▶ _BRIEF_
Please restate verbatim the lines that open the listing below, ending with the line in which "TXT heap logs" occurs.

* * * * * * *

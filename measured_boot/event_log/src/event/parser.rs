/*
 * Copyright (c) Huawei Technologies Co., Ltd. 2025. All rights reserved.
 * Global Trust Authority is licensed under the Mulan PSL v2.
 * You can use this software according to the terms and conditions of the Mulan PSL v2.
 * You may obtain a copy of Mulan PSL v2 at:
 *     http://license.coscl.org.cn/MulanPSL2
 * THIS SOFTWARE IS PROVIDED ON AN "AS IS" BASIS, WITHOUT WARRANTIES OF ANY KIND, EITHER EXPRESS OR
 * IMPLIED, INCLUDING BUT NOT LIMITED TO NON-INFRINGEMENT, MERCHANTABILITY OR FIT FOR A PARTICULAR
 * PURPOSE.
 * See the Mulan PSL v2 for more details.
 */

//! PCR Event Parsing Module
//!
//! This module decodes the two measurement record shapes found in event logs:
//! - `TCG_PCR_EVENT`: one digest, SHA-1 in TCG 1.2 logs or the descriptor algorithm in TXT heap logs
//! - `TCG_PCR_EVENT2`: a counted list of `(algorithmId, digest)` pairs
//!
//! It also defines the `PcrEvent` trait shared by both record shapes and their text rendering.

use std::fmt;
use std::io::{Read, Seek};

use crate::byte_reader::ByteReader;
use crate::config::{check_limit, DecoderConfig};
use crate::error::EventLogError;
use crate::event::model::{
    event_type_name, AlgorithmId, BiosEventType, LogFormat, MeasurementEvent, PcrDigestValue,
    TcgEfiSpecIdEventAlgorithmSize, TcgPcrEvent, TcgPcrEvent2,
};
use crate::event::render::{bytes_to_string, event_data_string, strip_control_characters};

/// Common view over legacy and crypto-agile measurement records
pub trait PcrEvent {
    fn pcr_index(&self) -> u32;

    fn event_type(&self) -> u32;

    /// Digests in stream order
    fn digests(&self) -> &[PcrDigestValue];

    /// Raw event payload
    fn event_data(&self) -> &[u8];

    /// Event type name, empty when the code is not in the BIOS or EFI tables
    fn event_name(&self) -> String {
        event_type_name(self.event_type())
    }

    /// `EV_NO_ACTION` payloads are shown as text; every other type goes through the renderer.
    fn event_data_string(&self) -> String {
        if self.event_type() == BiosEventType::EvNoAction as u32 {
            return bytes_to_string(self.event_data());
        }
        event_data_string(self.event_type(), self.event_data()).unwrap_or_default()
    }
}

impl PcrEvent for TcgPcrEvent {
    fn pcr_index(&self) -> u32 {
        self.pcr_index
    }

    fn event_type(&self) -> u32 {
        self.event_type
    }

    fn digests(&self) -> &[PcrDigestValue] {
        std::slice::from_ref(&self.digest)
    }

    fn event_data(&self) -> &[u8] {
        &self.event
    }
}

impl PcrEvent for TcgPcrEvent2 {
    fn pcr_index(&self) -> u32 {
        self.pcr_index
    }

    fn event_type(&self) -> u32 {
        self.event_type
    }

    fn digests(&self) -> &[PcrDigestValue] {
        &self.digests
    }

    fn event_data(&self) -> &[u8] {
        &self.event
    }
}

impl PcrEvent for MeasurementEvent {
    fn pcr_index(&self) -> u32 {
        match self {
            MeasurementEvent::Legacy(event) => event.pcr_index(),
            MeasurementEvent::Agile(event) => event.pcr_index(),
        }
    }

    fn event_type(&self) -> u32 {
        match self {
            MeasurementEvent::Legacy(event) => event.event_type(),
            MeasurementEvent::Agile(event) => event.event_type(),
        }
    }

    fn digests(&self) -> &[PcrDigestValue] {
        match self {
            MeasurementEvent::Legacy(event) => event.digests(),
            MeasurementEvent::Agile(event) => event.digests(),
        }
    }

    fn event_data(&self) -> &[u8] {
        match self {
            MeasurementEvent::Legacy(event) => event.event_data(),
            MeasurementEvent::Agile(event) => event.event_data(),
        }
    }
}

/// Text block of one event: PCR, name, data, then one line per digest
fn write_event<E: PcrEvent + ?Sized>(event: &E, f: &mut fmt::Formatter<'_>) -> fmt::Result {
    writeln!(f, "PCR: {}", event.pcr_index())?;
    writeln!(f, "Event Name: {}", event.event_name())?;
    write!(f, "Event Data: {}", strip_control_characters(&event.event_data_string()))?;
    for digest in event.digests() {
        write!(f, "\n{} Digest: {}", digest.algorithm_id.digest_label(), digest.hex())?;
    }
    Ok(())
}

impl fmt::Display for TcgPcrEvent {
    fn fmt(&self, f: &mut fmt::Formatter<'_>) -> fmt::Result {
        write_event(self, f)
    }
}

impl fmt::Display for TcgPcrEvent2 {
    fn fmt(&self, f: &mut fmt::Formatter<'_>) -> fmt::Result {
        write_event(self, f)
    }
}

impl fmt::Display for MeasurementEvent {
    fn fmt(&self, f: &mut fmt::Formatter<'_>) -> fmt::Result {
        write_event(self, f)
    }
}

/// Read `eventSize` and the payload it announces
fn read_event_data<R: Read + Seek>(
    reader: &mut ByteReader<R>,
    config: &DecoderConfig,
) -> Result<Vec<u8>, EventLogError> {
    let event_size: u32 = reader.read_u32()?;
    reader.ensure_available(event_size as u64)?;
    check_limit("event_size", event_size as u64, config.max_event_data_size)?;
    reader.read_bytes(event_size as usize)
}

/// Decode one `TCG_PCR_EVENT` whose digest is `digest_algorithm` sized
///
/// # Errors
/// * `Truncated` - the record runs past the reader limit
/// * `LimitExceeded` - `eventSize` is above the configured cap
pub fn parse_tcg_pcr_event<R: Read + Seek>(
    reader: &mut ByteReader<R>,
    digest_algorithm: AlgorithmId,
    config: &DecoderConfig,
) -> Result<TcgPcrEvent, EventLogError> {
    let pcr_index: u32 = reader.read_u32()?;
    let event_type: u32 = reader.read_u32()?;
    let digest = reader.read_bytes(digest_algorithm.digest_size())?;
    let event = read_event_data(reader, config)?;

    Ok(TcgPcrEvent {
        pcr_index,
        event_type,
        digest: PcrDigestValue::new(digest_algorithm, digest),
        event,
    })
}

/// Decode one `TCG_PCR_EVENT2`
///
/// `spec_algorithms` is the algorithm list announced by the spec ID event. Records that
/// disagree with it are still decoded; the disagreement is only logged.
///
/// # Errors
/// * `UnknownAlgorithm` - a digest uses an algorithm id whose size is not known
/// * `ZeroCount` - `digestCount` is zero
/// * `Truncated` - the record runs past the reader limit
/// * `LimitExceeded` - `digestCount` or `eventSize` is above the configured cap
pub fn parse_tcg_pcr_event2<R: Read + Seek>(
    reader: &mut ByteReader<R>,
    spec_algorithms: &[TcgEfiSpecIdEventAlgorithmSize],
    config: &DecoderConfig,
) -> Result<TcgPcrEvent2, EventLogError> {
    let pcr_index: u32 = reader.read_u32()?;
    let event_type: u32 = reader.read_u32()?;

    let digest_count: u32 = reader.read_u32()?;
    if digest_count == 0 {
        return Err(EventLogError::ZeroCount { field: "digest_count" });
    }
    // every digest needs at least its 2-byte algorithm id
    reader.ensure_available(digest_count as u64 * 2)?;
    check_limit("digest_count", digest_count as u64, config.max_digest_count)?;
    if !spec_algorithms.is_empty() && digest_count as usize != spec_algorithms.len() {
        log::warn!(
            "Event at PCR {} carries {} digests but the spec ID event announces {}",
            pcr_index, digest_count, spec_algorithms.len()
        );
    }

    let mut digests: Vec<PcrDigestValue> = Vec::with_capacity(digest_count as usize);
    for index in 0..digest_count as usize {
        let algorithm_id_raw: u16 = reader.read_u16()?;
        let algorithm_id = AlgorithmId::try_from(algorithm_id_raw)?;
        if let Some(expected) = spec_algorithms.get(index) {
            if expected.algorithm_id != algorithm_id_raw {
                log::warn!(
                    "Digest {} of event at PCR {} uses algorithm 0x{:04x}, spec ID event announces 0x{:04x}",
                    index, pcr_index, algorithm_id_raw, expected.algorithm_id
                );
            }
        }
        let digest = reader.read_bytes(algorithm_id.digest_size())?;
        digests.push(PcrDigestValue::new(algorithm_id, digest));
    }

    let event = read_event_data(reader, config)?;

    Ok(TcgPcrEvent2 {
        pcr_index,
        event_type,
        digests,
        event,
    })
}

/// Decode one record in the layout selected by `format`
pub fn parse_event<R: Read + Seek>(
    reader: &mut ByteReader<R>,
    format: &LogFormat,
    config: &DecoderConfig,
) -> Result<MeasurementEvent, EventLogError> {
    match format {
        LogFormat::Sha1 => parse_tcg_pcr_event(reader, AlgorithmId::Sha1, config).map(MeasurementEvent::Legacy),
        LogFormat::SingleDigest(algorithm) => {
            parse_tcg_pcr_event(reader, *algorithm, config).map(MeasurementEvent::Legacy)
        },
        LogFormat::CryptoAgile(algorithms) => {
            parse_tcg_pcr_event2(reader, algorithms, config).map(MeasurementEvent::Agile)
        },
    }
}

* * * * * * *

▶ _FINAL ANSWER_
filename measured_boot/event_log/src/event/parser.rs
/*
 * Copyright (c) Huawei Technologies Co., Ltd. 2025. All rights reserved.
 * Global Trust Authority is licensed under the Mulan PSL v2.
 * You can use this software according to the terms and conditions of the Mulan PSL v2.
 * You may obtain a copy of Mulan PSL v2 at:
 *     http://license.coscl.org.cn/MulanPSL2
 * THIS SOFTWARE IS PROVIDED ON AN "AS IS" BASIS, WITHOUT WARRANTIES OF ANY KIND, EITHER EXPRESS OR
 * IMPLIED, INCLUDING BUT NOT LIMITED TO NON-INFRINGEMENT, MERCHANTABILITY OR FIT FOR A PARTICULAR
 * PURPOSE.
 * See the Mulan PSL v2 for more details.
 */

//! PCR Event Parsing Module
//!
//! This module decodes the two measurement record shapes found in event logs:
//! - `TCG_PCR_EVENT`: one digest, SHA-1 in TCG 1.2 logs or the descriptor algorithm in TXT heap logs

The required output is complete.